人生は野菜スープ~usamimi hawkrose diary

元雑誌フリーライター。勝手気儘に音楽、映画、現代詩、自炊などについて書いています。

生保受給者の社会復帰について

ぼくの文章はいつもまわりくどいが、今回はずばり核心から書く。生活保護受給者の社会復帰はほとんど不可能に近い。しかも単身世帯よりも夫婦、さらに子供のいる世帯ではなおさら厳しくなる。
再就職のためにもさまざまな出費がかかるが、生活保護世帯では衣食住ですら厳しく、消耗品などの臨時出費すらままならない。福祉課からは再就職をしきりに催促されるが、生活扶助の支給額ではとても再就職のための活動資金など捻出できないのだ。

生保受給者はさまざまな原因をかかえて福祉にたどり着く。働けなくなり療養中の人もいれば、働きたくても働き口のない人もいる。聖書のパウロ書簡には有名な「働かざる者食うべからず」という言葉がひとり歩きしているが、あれは田舎の農村に布教しに行った弟子たちがお布施で暮らしているのを戒めた言葉で、事情があって生活保護を受給している人たちに向けた言葉ではない。
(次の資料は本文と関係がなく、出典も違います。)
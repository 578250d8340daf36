use serde::{Deserialize, Serialize};

/// Author of a transcript message.
#[derive(Debug, Clone, Copy, PartialEq, Eq, Serialize, Deserialize)]
#[serde(rename_all = "lowercase")]
pub enum Role {
    User,
    Assistant,
}

/// One persisted transcript message.
#[derive(Debug, Clone, PartialEq, Eq, Serialize, Deserialize)]
pub struct ChatMessage {
    pub role: Role,
    pub content: String,
    pub timestamp: String,
    pub model: String,
}

impl ChatMessage {
    #[must_use]
    pub fn user(
        content: impl Into<String>,
        timestamp: impl Into<String>,
        model: impl Into<String>,
    ) -> Self {
        Self {
            role: Role::User,
            content: content.into(),
            timestamp: timestamp.into(),
            model: model.into(),
        }
    }

    #[must_use]
    pub fn assistant(
        content: impl Into<String>,
        timestamp: impl Into<String>,
        model: impl Into<String>,
    ) -> Self {
        Self {
            role: Role::Assistant,
            content: content.into(),
            timestamp: timestamp.into(),
            model: model.into(),
        }
    }
}

/// Session shape exchanged with the history store.
#[derive(Debug, Clone, PartialEq, Eq, Serialize, Deserialize)]
#[serde(rename_all = "camelCase")]
pub struct ChatSession {
    pub id: String,
    pub title: String,
    pub messages: Vec<ChatMessage>,
    pub created_at: String,
    pub model: String,
}

/// Persistent settings shape exchanged with the settings store.
#[derive(Debug, Clone, PartialEq, Eq, Serialize, Deserialize)]
#[serde(rename_all = "camelCase")]
pub struct Settings {
    #[serde(default, rename = "workingDir", alias = "workingDirectory")]
    pub working_directory: Option<String>,
    #[serde(default)]
    pub allowed_tools: Vec<String>,
    #[serde(default = "default_unrestricted")]
    pub unrestricted: bool,
}

fn default_unrestricted() -> bool {
    true
}

impl Default for Settings {
    fn default() -> Self {
        Self {
            working_directory: None,
            allowed_tools: Vec::new(),
            unrestricted: default_unrestricted(),
        }
    }
}
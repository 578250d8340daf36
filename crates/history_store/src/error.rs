use std::path::PathBuf;

use thiserror::Error;

#[derive(Debug, Error)]
pub enum HistoryStoreError {
    #[error("I/O error while {operation} at {path}: {source}")]
    Io {
        operation: &'static str,
        path: PathBuf,
        #[source]
        source: std::io::Error,
    },

    #[error("failed to parse JSON at {path}: {source}")]
    JsonParse {
        path: PathBuf,
        #[source]
        source: serde_json::Error,
    },

    #[error("failed to serialize JSON for {path}: {source}")]
    JsonSerialize {
        path: PathBuf,
        #[source]
        source: serde_json::Error,
    },

    #[error("invalid session id '{id}'")]
    InvalidSessionId { id: String },

    #[error("no saved chat with id '{id}'")]
    SessionNotFound { id: String },

    #[error("no platform config directory is available; set CHATGATE_CONFIG_DIR")]
    NoConfigDir,
}

impl HistoryStoreError {
    #[must_use]
    pub fn io(operation: &'static str, path: impl Into<PathBuf>, source: std::io::Error) -> Self {
        Self::Io {
            operation,
            path: path.into(),
            source,
        }
    }

    #[must_use]
    pub fn json_parse(path: impl Into<PathBuf>, source: serde_json::Error) -> Self {
        Self::JsonParse {
            path: path.into(),
            source,
        }
    }

    #[must_use]
    pub fn json_serialize(path: impl Into<PathBuf>, source: serde_json::Error) -> Self {
        Self::JsonSerialize {
            path: path.into(),
            source,
        }
    }
}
本来はデフレによる最低賃金の水準の引き上げと雇用促進の問題から解決すべきなのだ。交通費すら支給せず、雇用保険の発生しない8万円以下の賃金を雇用条件にしている雇用者も現在では多い。これでは掛け持ちしなくては生活できない(ぼくが大学生だった30年前は時給は800円~900円が相場だった)。

そんな具合で低所得者層には生活保護制度に対する不満と受給者への侮蔑的感情が年々高まっている、という背景がある。これは行政側には格好の口実で、民意を味方につけているから福祉切り捨ては賛同される。賛同するのは、もちろん自分なら将来生活保護のお世話になることはない、と楽観している-そして生保受給者を最下層と見なしている人たちだ。
この人たちは福祉制度自体に不満を持っている。そして経済状況で人間をランクづけする。自分がそうなる可能性を想像できない人たちなのだ。
生活扶助受給で生きてみればいい。しかも8月支給分から10%下がるのだ。10%減った月収で暮らしてみればいい。

ぼくへの支給額は月額7万円弱だが、娘たちへの積立て金、雑費、食費と公共料金でほとんど残らない。さらに10%の減額になると食費は圧縮、雑費もさらに苦しくなる。主治医やアベさんには感心されているが実際はぎりぎりなのだ。

生活保護受給者の再就職の困難は主に中高年であること、職歴にブランクがあることも大きい。この問題は明日も取り上げてみたい。